# Exercise description
So that nothing is lost, transcribe each line of the records exactly.

# Dataset excerpts
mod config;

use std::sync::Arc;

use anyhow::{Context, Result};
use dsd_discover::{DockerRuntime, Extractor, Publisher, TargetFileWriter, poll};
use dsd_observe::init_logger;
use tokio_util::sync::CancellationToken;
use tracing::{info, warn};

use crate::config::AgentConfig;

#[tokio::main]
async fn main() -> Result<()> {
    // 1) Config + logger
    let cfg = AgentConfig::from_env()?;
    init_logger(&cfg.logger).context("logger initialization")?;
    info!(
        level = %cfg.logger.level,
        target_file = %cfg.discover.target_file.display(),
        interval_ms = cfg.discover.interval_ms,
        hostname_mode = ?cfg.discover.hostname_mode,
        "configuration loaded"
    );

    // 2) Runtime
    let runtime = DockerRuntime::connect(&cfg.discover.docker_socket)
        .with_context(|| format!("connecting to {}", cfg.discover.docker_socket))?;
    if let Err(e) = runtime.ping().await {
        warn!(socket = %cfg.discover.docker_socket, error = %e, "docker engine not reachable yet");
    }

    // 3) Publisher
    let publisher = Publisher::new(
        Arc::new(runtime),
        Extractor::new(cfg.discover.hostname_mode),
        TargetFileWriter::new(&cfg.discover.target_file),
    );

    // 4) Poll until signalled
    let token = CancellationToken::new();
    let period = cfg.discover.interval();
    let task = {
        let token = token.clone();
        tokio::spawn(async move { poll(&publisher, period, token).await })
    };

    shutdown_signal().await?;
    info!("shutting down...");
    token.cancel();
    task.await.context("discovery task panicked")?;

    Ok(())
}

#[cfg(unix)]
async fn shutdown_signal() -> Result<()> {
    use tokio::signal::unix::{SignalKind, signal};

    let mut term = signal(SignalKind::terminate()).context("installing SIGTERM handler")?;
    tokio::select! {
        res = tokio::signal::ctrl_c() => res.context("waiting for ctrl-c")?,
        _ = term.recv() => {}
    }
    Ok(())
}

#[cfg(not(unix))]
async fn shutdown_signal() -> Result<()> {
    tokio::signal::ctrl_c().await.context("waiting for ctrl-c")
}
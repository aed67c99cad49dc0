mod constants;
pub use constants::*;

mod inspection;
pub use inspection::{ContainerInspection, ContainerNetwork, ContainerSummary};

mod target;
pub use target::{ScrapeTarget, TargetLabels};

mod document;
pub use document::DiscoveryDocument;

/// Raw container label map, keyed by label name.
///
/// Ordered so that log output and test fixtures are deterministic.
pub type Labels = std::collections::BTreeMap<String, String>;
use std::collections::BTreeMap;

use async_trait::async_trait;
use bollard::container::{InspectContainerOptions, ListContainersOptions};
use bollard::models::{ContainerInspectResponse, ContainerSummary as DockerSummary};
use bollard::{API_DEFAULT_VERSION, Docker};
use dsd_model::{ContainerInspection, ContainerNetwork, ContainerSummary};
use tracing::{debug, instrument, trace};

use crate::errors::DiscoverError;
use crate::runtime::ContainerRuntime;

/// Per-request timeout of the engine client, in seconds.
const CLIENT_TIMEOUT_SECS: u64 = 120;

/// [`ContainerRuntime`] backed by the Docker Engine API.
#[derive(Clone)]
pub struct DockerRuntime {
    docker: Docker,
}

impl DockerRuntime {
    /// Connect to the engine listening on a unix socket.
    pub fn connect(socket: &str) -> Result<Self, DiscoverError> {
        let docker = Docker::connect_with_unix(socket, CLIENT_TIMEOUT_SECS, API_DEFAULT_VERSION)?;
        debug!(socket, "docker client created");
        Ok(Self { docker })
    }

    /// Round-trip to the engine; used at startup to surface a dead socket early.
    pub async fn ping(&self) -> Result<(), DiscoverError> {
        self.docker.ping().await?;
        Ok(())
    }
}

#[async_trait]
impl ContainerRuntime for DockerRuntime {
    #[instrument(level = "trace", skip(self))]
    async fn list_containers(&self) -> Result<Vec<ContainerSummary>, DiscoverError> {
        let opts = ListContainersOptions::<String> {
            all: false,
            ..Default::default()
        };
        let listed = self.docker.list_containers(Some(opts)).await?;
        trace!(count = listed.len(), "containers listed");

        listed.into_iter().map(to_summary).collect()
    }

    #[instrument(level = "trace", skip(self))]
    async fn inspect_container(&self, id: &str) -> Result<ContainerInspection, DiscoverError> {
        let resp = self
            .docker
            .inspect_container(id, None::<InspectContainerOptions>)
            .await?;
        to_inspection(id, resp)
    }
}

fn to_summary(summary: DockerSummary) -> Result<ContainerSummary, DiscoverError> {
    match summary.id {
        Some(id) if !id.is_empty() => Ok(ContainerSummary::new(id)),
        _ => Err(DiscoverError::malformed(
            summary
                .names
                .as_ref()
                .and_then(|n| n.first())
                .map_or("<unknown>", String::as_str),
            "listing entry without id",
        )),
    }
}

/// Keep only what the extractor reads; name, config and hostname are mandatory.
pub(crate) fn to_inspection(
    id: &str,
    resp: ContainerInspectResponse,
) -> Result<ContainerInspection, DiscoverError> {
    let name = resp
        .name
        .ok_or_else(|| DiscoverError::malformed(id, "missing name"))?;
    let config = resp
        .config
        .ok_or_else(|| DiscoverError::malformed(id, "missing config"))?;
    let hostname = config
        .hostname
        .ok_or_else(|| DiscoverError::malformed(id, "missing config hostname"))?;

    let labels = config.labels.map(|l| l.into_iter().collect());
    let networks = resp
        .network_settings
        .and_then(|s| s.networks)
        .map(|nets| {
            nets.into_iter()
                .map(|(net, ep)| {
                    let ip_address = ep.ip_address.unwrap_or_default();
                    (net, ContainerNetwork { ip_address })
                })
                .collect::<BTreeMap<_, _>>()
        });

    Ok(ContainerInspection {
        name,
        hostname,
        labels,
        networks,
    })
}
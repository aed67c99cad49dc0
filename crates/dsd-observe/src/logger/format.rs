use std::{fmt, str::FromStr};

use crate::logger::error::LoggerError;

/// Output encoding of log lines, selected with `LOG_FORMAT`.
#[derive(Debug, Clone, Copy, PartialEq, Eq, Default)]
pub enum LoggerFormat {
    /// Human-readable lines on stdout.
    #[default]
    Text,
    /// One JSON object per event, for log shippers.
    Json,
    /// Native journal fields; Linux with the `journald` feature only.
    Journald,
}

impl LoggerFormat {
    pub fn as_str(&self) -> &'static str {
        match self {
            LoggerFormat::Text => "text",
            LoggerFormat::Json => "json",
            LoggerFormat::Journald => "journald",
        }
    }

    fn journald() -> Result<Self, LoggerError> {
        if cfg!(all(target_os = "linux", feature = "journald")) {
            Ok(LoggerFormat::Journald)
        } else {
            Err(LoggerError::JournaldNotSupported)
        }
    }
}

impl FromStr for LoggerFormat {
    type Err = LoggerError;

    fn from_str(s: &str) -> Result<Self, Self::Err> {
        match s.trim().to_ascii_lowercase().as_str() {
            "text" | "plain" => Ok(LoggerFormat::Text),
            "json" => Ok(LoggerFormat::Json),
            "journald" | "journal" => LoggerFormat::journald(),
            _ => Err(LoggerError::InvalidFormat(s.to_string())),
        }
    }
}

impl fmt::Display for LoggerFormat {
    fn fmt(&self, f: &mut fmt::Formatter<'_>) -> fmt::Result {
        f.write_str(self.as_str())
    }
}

# Solution for this task
mod config;

use std::sync::Arc;

use anyhow::{Context, Result};
use dsd_discover::{DockerRuntime, Extractor, Publisher, TargetFileWriter, poll};
use dsd_observe::init_logger;
use tokio_util::sync::CancellationToken;
use tracing::{info, warn};

use crate::config::AgentConfig;

#[tokio::main]
async fn main() -> Result<()> {
    // 1) Config + logger
    let cfg = AgentConfig::from_env()?;
    init_logger(&cfg.logger).context("logger initialization")?;
    info!(
        level = %cfg.logger.level,
        target_file = %cfg.discover.target_file.display(),
        interval_ms = cfg.discover.interval_ms,
        hostname_mode = ?cfg.discover.hostname_mode,
        "configuration loaded"
    );

    // 2) Runtime
    let runtime = DockerRuntime::connect(&cfg.discover.docker_socket)
        .with_context(|| format!("connecting to {}", cfg.discover.docker_socket))?;
    if let Err(e) = runtime.ping().await {
        warn!(socket = %cfg.discover.docker_socket, error = %e, "docker engine not reachable yet");
    }

    // 3) Publisher
    let publisher = Publisher::new(
        Arc::new(runtime),
        Extractor::new(cfg.discover.hostname_mode),
        TargetFileWriter::new(&cfg.discover.target_file),
    );

    // 4) Poll until signalled
    let token = CancellationToken::new();
    let period = cfg.discover.interval();
    let task = {
        let token = token.clone();
        tokio::spawn(async move { poll(&publisher, period, token).await })
    };

    shutdown_signal().await?;
    info!("shutting down...");
    token.cancel();
    task.await.context("discovery task panicked")?;

    Ok(())
}

#[cfg(unix)]
async fn shutdown_signal() -> Result<()> {
    use tokio::signal::unix::{SignalKind, signal};

    let mut term = signal(SignalKind::terminate()).context("installing SIGTERM handler")?;
    tokio::select! {
        res = tokio::signal::ctrl_c() => res.context("waiting for ctrl-c")?,
        _ = term.recv() => {}
    }
    Ok(())
}

#[cfg(not(unix))]
async fn shutdown_signal() -> Result<()> {
    tokio::signal::ctrl_c().await.context("waiting for ctrl-c")
}
repository aed67c99cad49dc0
mod constants;
pub use constants::*;

mod inspection;
pub use inspection::{ContainerInspection, ContainerNetwork, ContainerSummary};

mod target;
pub use target::{ScrapeTarget, TargetLabels};

mod document;
pub use document::DiscoveryDocument;

/// Raw container label map, keyed by label name.
///
/// Ordered so that log output and test fixtures are deterministic.
pub type Labels = std::collections::BTreeMap<String, String>;
use std::collections::BTreeMap;

use async_trait::async_trait;
use bollard::container::{InspectContainerOptions, ListContainersOptions};
use bollard::models::{ContainerInspectResponse, ContainerSummary as DockerSummary};
use bollard::{API_DEFAULT_VERSION, Docker};
use dsd_model::{ContainerInspection, ContainerNetwork, ContainerSummary};
use tracing::{debug, instrument, trace};

use crate::errors::DiscoverError;
use crate::runtime::ContainerRuntime;

/// Per-request timeout of the engine client, in seconds.
const CLIENT_TIMEOUT_SECS: u64 = 120;

/// [`ContainerRuntime`] backed by the Docker Engine API.
#[derive(Clone)]
pub struct DockerRuntime {
    docker: Docker,
}

impl DockerRuntime {
    /// Connect to the engine listening on a unix socket.
    pub fn connect(socket: &str) -> Result<Self, DiscoverError> {
        let docker = Docker::connect_with_unix(socket, CLIENT_TIMEOUT_SECS, API_DEFAULT_VERSION)?;
        debug!(socket, "docker client created");
        Ok(Self { docker })
    }

    /// Round-trip to the engine; used at startup to surface a dead socket early.
    pub async fn ping(&self) -> Result<(), DiscoverError> {
        self.docker.ping().await?;
        Ok(())
    }
}

#[async_trait]
impl ContainerRuntime for DockerRuntime {
    #[instrument(level = "trace", skip(self))]
    async fn list_containers(&self) -> Result<Vec<ContainerSummary>, DiscoverError> {
        let opts = ListContainersOptions::<String> {
            all: false,
            ..Default::default()
        };
        let listed = self.docker.list_containers(Some(opts)).await?;
        trace!(count = listed.len(), "containers listed");

        listed.into_iter().map(to_summary).collect()
    }

    #[instrument(level = "trace", skip(self))]
    async fn inspect_container(&self, id: &str) -> Result<ContainerInspection, DiscoverError> {
        let resp = self
            .docker
            .inspect_container(id, None::<InspectContainerOptions>)
            .await?;
        to_inspection(id, resp)
    }
}

fn to_summary(summary: DockerSummary) -> Result<ContainerSummary, DiscoverError> {
    match summary.id {
        Some(id) if !id.is_empty() => Ok(ContainerSummary::new(id)),
        _ => Err(DiscoverError::malformed(
            summary
                .names
                .as_ref()
                .and_then(|n| n.first())
                .map_or("<unknown>", String::as_str),
            "listing entry without id",
        )),
    }
}

/// Keep only what the extractor reads; name, config and hostname are mandatory.
pub(crate) fn to_inspection(
    id: &str,
    resp: ContainerInspectResponse,
) -> Result<ContainerInspection, DiscoverError> {
    let name = resp
        .name
        .ok_or_else(|| DiscoverError::malformed(id, "missing name"))?;
    let config = resp
        .config
        .ok_or_else(|| DiscoverError::malformed(id, "missing config"))?;
    let hostname = config
        .hostname
        .ok_or_else(|| DiscoverError::malformed(id, "missing config hostname"))?;

    let labels = config.labels.map(|l| l.into_iter().collect());
    let networks = resp
        .network_settings
        .and_then(|s| s.networks)
        .map(|nets| {
            nets.into_iter()
                .map(|(net, ep)| {
                    let ip_address = ep.ip_address.unwrap_or_default();
                    (net, ContainerNetwork { ip_address })
                })
                .collect::<BTreeMap<_, _>>()
        });

    Ok(ContainerInspection {
        name,
        hostname,
        labels,
        networks,
    })
}
repository aed67c99cad49dc0
filename crates/dsd-observe/src/logger/format.rs
use std::{fmt, str::FromStr};

use crate::logger::error::LoggerError;

/// Output encoding of log lines, selected with `LOG_FORMAT`.
#[derive(Debug, Clone, Copy, PartialEq, Eq, Default)]
pub enum LoggerFormat {
    /// Human-readable lines on stdout.
    #[default]
    Text,
    /// One JSON object per event, for log shippers.
    Json,
    /// Native journal fields; Linux with the `journald` feature only.
    Journald,
}

impl LoggerFormat {
    pub fn as_str(&self) -> &'static str {
        match self {
            LoggerFormat::Text => "text",
            LoggerFormat::Json => "json",
            LoggerFormat::Journald => "journald",
        }
    }

    fn journald() -> Result<Self, LoggerError> {
        if cfg!(all(target_os = "linux", feature = "journald")) {
            Ok(LoggerFormat::Journald)
        } else {
            Err(LoggerError::JournaldNotSupported)
        }
    }
}

impl FromStr for LoggerFormat {
    type Err = LoggerError;

    fn from_str(s: &str) -> Result<Self, Self::Err> {
        match s.trim().to_ascii_lowercase().as_str() {
            "text" | "plain" => Ok(LoggerFormat::Text),
            "json" => Ok(LoggerFormat::Json),
            "journald" | "journal" => LoggerFormat::journald(),
            _ => Err(LoggerError::InvalidFormat(s.to_string())),
        }
    }
}

impl fmt::Display for LoggerFormat {
    fn fmt(&self, f: &mut fmt::Formatter<'_>) -> fmt::Result {
        f.write_str(self.as_str())
    }
}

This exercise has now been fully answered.